Top of SOURCE INFORMATION
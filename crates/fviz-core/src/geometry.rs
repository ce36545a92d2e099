//! Planar geometry helpers for track-local coordinates.
//!
//! Everything here works on meters in the track plane; there is no
//! geodesy anywhere in the pipeline.

/// Squared distance between two points.
pub fn dist2(a: (f64, f64), b: (f64, f64)) -> f64 {
    let dx = a.0 - b.0;
    let dy = a.1 - b.1;
    dx * dx + dy * dy
}

pub fn distance(a: (f64, f64), b: (f64, f64)) -> f64 {
    dist2(a, b).sqrt()
}

/// 2D cross product (z component).
pub fn cross2(a: (f64, f64), b: (f64, f64)) -> f64 {
    a.0 * b.1 - a.1 * b.0
}

/// Project `point` onto the segment `a..b`.
///
/// Returns `(t, x, y)` where `t` in 0..=1 is the normalized position along
/// the segment and `(x, y)` is the closest point.
pub fn project_onto_segment(point: (f64, f64), a: (f64, f64), b: (f64, f64)) -> (f64, f64, f64) {
    let vx = b.0 - a.0;
    let vy = b.1 - a.1;
    let len2 = vx * vx + vy * vy;
    if len2 <= f64::EPSILON {
        return (0.0, a.0, a.1);
    }
    let t = (((point.0 - a.0) * vx + (point.1 - a.1) * vy) / len2).clamp(0.0, 1.0);
    (t, a.0 + t * vx, a.1 + t * vy)
}

/// Intersection point of the closed segments `a1..a2` and `b1..b2`, if any.
///
/// Solved parametrically: `a1 + t*r` meets `b1 + u*s` where both parameters
/// land in `0..=1`. Collinear overlaps report the midpoint of the shared
/// extent so the caller always gets a representative point.
pub fn segment_intersection(
    a1: (f64, f64),
    a2: (f64, f64),
    b1: (f64, f64),
    b2: (f64, f64),
) -> Option<(f64, f64)> {
    const EPS: f64 = 1e-9;
    let r = (a2.0 - a1.0, a2.1 - a1.1);
    let s = (b2.0 - b1.0, b2.1 - b1.1);
    let qp = (b1.0 - a1.0, b1.1 - a1.1);
    let denom = cross2(r, s);

    if denom.abs() > EPS {
        let t = cross2(qp, s) / denom;
        let u = cross2(qp, r) / denom;
        if (-EPS..=1.0 + EPS).contains(&t) && (-EPS..=1.0 + EPS).contains(&u) {
            return Some((a1.0 + t * r.0, a1.1 + t * r.1));
        }
        return None;
    }

    let len2 = r.0 * r.0 + r.1 * r.1;
    if len2 <= f64::EPSILON {
        // `a` degenerates to a point; a distance check settles it.
        let (_, cx, cy) = project_onto_segment(a1, b1, b2);
        return (dist2(a1, (cx, cy)) <= EPS).then_some(a1);
    }
    if cross2(qp, r).abs() > EPS * len2.sqrt().max(1.0) {
        // Parallel but not collinear.
        return None;
    }
    let t0 = (qp.0 * r.0 + qp.1 * r.1) / len2;
    let t1 = t0 + (s.0 * r.0 + s.1 * r.1) / len2;
    let lo = t0.min(t1).max(0.0);
    let hi = t0.max(t1).min(1.0);
    if lo > hi {
        return None;
    }
    let tm = (lo + hi) / 2.0;
    Some((a1.0 + tm * r.0, a1.1 + tm * r.1))
}

/// Wrap an angle into (-pi, pi].
pub fn wrap_angle(angle: f64) -> f64 {
    let wrapped = angle.rem_euclid(2.0 * std::f64::consts::PI);
    if wrapped > std::f64::consts::PI {
        wrapped - 2.0 * std::f64::consts::PI
    } else {
        wrapped
    }
}

/// Interpolate between two angles along the shortest arc.
pub fn lerp_angle(from: f64, to: f64, frac: f64) -> f64 {
    wrap_angle(from + wrap_angle(to - from) * frac)
}

/// Tangents for monotone cubic Hermite interpolation (Fritsch-Carlson).
///
/// Keeps the interpolant free of overshoot between samples, which is what
/// makes the positional-continuity invariant hold without clamping.
pub fn monotone_tangents(times: &[f64], values: &[f64]) -> Vec<f64> {
    let n = values.len();
    debug_assert_eq!(times.len(), n);
    if n < 2 {
        return vec![0.0; n];
    }

    let mut slopes = Vec::with_capacity(n - 1);
    for i in 0..n - 1 {
        let dt = times[i + 1] - times[i];
        slopes.push(if dt > 0.0 { (values[i + 1] - values[i]) / dt } else { 0.0 });
    }

    let mut tangents = vec![0.0; n];
    tangents[0] = slopes[0];
    tangents[n - 1] = slopes[n - 2];
    for i in 1..n - 1 {
        if slopes[i - 1] * slopes[i] <= 0.0 {
            tangents[i] = 0.0;
        } else {
            tangents[i] = (slopes[i - 1] + slopes[i]) / 2.0;
        }
    }

    // Limit tangents so the interpolant stays monotone on each interval.
    for i in 0..n - 1 {
        if slopes[i] == 0.0 {
            tangents[i] = 0.0;
            tangents[i + 1] = 0.0;
            continue;
        }
        let alpha = tangents[i] / slopes[i];
        let beta = tangents[i + 1] / slopes[i];
        let mag2 = alpha * alpha + beta * beta;
        if mag2 > 9.0 {
            let tau = 3.0 / mag2.sqrt();
            tangents[i] = tau * alpha * slopes[i];
            tangents[i + 1] = tau * beta * slopes[i];
        }
    }

    tangents
}

/// Evaluate the cubic Hermite interpolant on the interval `[t0, t1]`.
pub fn hermite(t: f64, t0: f64, t1: f64, v0: f64, v1: f64, m0: f64, m1: f64) -> f64 {
    let h = t1 - t0;
    if h <= 0.0 {
        return v0;
    }
    let s = ((t - t0) / h).clamp(0.0, 1.0);
    let s2 = s * s;
    let s3 = s2 * s;
    (2.0 * s3 - 3.0 * s2 + 1.0) * v0
        + (s3 - 2.0 * s2 + s) * h * m0
        + (-2.0 * s3 + 3.0 * s2) * v1
        + (s3 - s2) * h * m1
}

/// Piecewise monotone cubic interpolant over sample points.
///
/// Evaluation keeps a cursor so sweeping queries in increasing time are
/// linear overall.
#[derive(Debug, Clone)]
pub struct MonotoneCubic {
    times: Vec<f64>,
    values: Vec<f64>,
    tangents: Vec<f64>,
}

impl MonotoneCubic {
    pub fn new(times: Vec<f64>, values: Vec<f64>) -> Self {
        let tangents = monotone_tangents(&times, &values);
        Self { times, values, tangents }
    }

    /// Evaluate at `t`, advancing `cursor` as needed. `t` is clamped to the
    /// sampled time range.
    pub fn eval(&self, t: f64, cursor: &mut usize) -> f64 {
        let n = self.times.len();
        if n == 1 {
            return self.values[0];
        }
        if t <= self.times[0] {
            return self.values[0];
        }
        if t >= self.times[n - 1] {
            return self.values[n - 1];
        }
        while *cursor + 2 < n && self.times[*cursor + 1] <= t {
            *cursor += 1;
        }
        let i = *cursor;
        hermite(
            t,
            self.times[i],
            self.times[i + 1],
            self.values[i],
            self.values[i + 1],
            self.tangents[i],
            self.tangents[i + 1],
        )
    }
}

#[cfg(test)]
mod tests {
    use super::*;

    #[test]
    fn project_onto_segment_clamps_to_endpoints() {
        let (t, x, y) = project_onto_segment((-5.0, 1.0), (0.0, 0.0), (10.0, 0.0));
        assert_eq!(t, 0.0);
        assert_eq!((x, y), (0.0, 0.0));

        let (t, x, _) = project_onto_segment((20.0, 1.0), (0.0, 0.0), (10.0, 0.0));
        assert_eq!(t, 1.0);
        assert_eq!(x, 10.0);
    }

    #[test]
    fn segment_intersection_finds_the_crossing_point() {
        let hit =
            segment_intersection((0.0, 0.0), (10.0, 10.0), (0.0, 10.0), (10.0, 0.0)).unwrap();
        assert!((hit.0 - 5.0).abs() < 1e-9);
        assert!((hit.1 - 5.0).abs() < 1e-9);

        assert!(segment_intersection((0.0, 0.0), (10.0, 0.0), (0.0, 5.0), (10.0, 5.0)).is_none());
    }

    #[test]
    fn collinear_overlap_reports_a_point_on_the_shared_extent() {
        let hit =
            segment_intersection((0.0, 0.0), (10.0, 0.0), (5.0, 0.0), (15.0, 0.0)).unwrap();
        assert!(hit.1.abs() < 1e-9);
        assert!((5.0..=10.0).contains(&hit.0));

        assert!(segment_intersection((0.0, 0.0), (10.0, 0.0), (11.0, 0.0), (15.0, 0.0)).is_none());
    }

    #[test]
    fn monotone_cubic_does_not_overshoot() {
        let times = vec![0.0, 1.0, 2.0, 3.0];
        let values = vec![0.0, 0.0, 10.0, 10.0];
        let spline = MonotoneCubic::new(times, values);
        let mut cursor = 0;
        let mut prev = f64::NEG_INFINITY;
        for i in 0..=300 {
            let t = i as f64 / 100.0;
            let v = spline.eval(t, &mut cursor);
            assert!((-1e-9..=10.0 + 1e-9).contains(&v), "overshoot at t={t}: {v}");
            assert!(v >= prev - 1e-9, "non-monotone at t={t}");
            prev = v;
        }
    }

    #[test]
    fn lerp_angle_takes_shortest_arc() {
        let a = 3.0;
        let b = -3.0; // short way crosses pi
        let mid = lerp_angle(a, b, 0.5);
        assert!(mid.abs() > 3.0 || (mid - std::f64::consts::PI).abs() < 0.3);
    }
}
Bottom of SOURCE INFORMATION
→ AIM OF THE TASK:
Give an exact copy of the lines above from the line with "return (dist2(a1, (cx, cy))" up to and including the line with "hold without clamping.", and leave everything else out.

→ TASK RESPONSE:
        return (dist2(a1, (cx, cy)) <= EPS).then_some(a1);
    }
    if cross2(qp, r).abs() > EPS * len2.sqrt().max(1.0) {
        // Parallel but not collinear.
        return None;
    }
    let t0 = (qp.0 * r.0 + qp.1 * r.1) / len2;
    let t1 = t0 + (s.0 * r.0 + s.1 * r.1) / len2;
    let lo = t0.min(t1).max(0.0);
    let hi = t0.max(t1).min(1.0);
    if lo > hi {
        return None;
    }
    let tm = (lo + hi) / 2.0;
    Some((a1.0 + tm * r.0, a1.1 + tm * r.1))
}

/// Wrap an angle into (-pi, pi].
pub fn wrap_angle(angle: f64) -> f64 {
    let wrapped = angle.rem_euclid(2.0 * std::f64::consts::PI);
    if wrapped > std::f64::consts::PI {
        wrapped - 2.0 * std::f64::consts::PI
    } else {
        wrapped
    }
}

/// Interpolate between two angles along the shortest arc.
pub fn lerp_angle(from: f64, to: f64, frac: f64) -> f64 {
    wrap_angle(from + wrap_angle(to - from) * frac)
}

/// Tangents for monotone cubic Hermite interpolation (Fritsch-Carlson).
///
/// Keeps the interpolant free of overshoot between samples, which is what
/// makes the positional-continuity invariant hold without clamping.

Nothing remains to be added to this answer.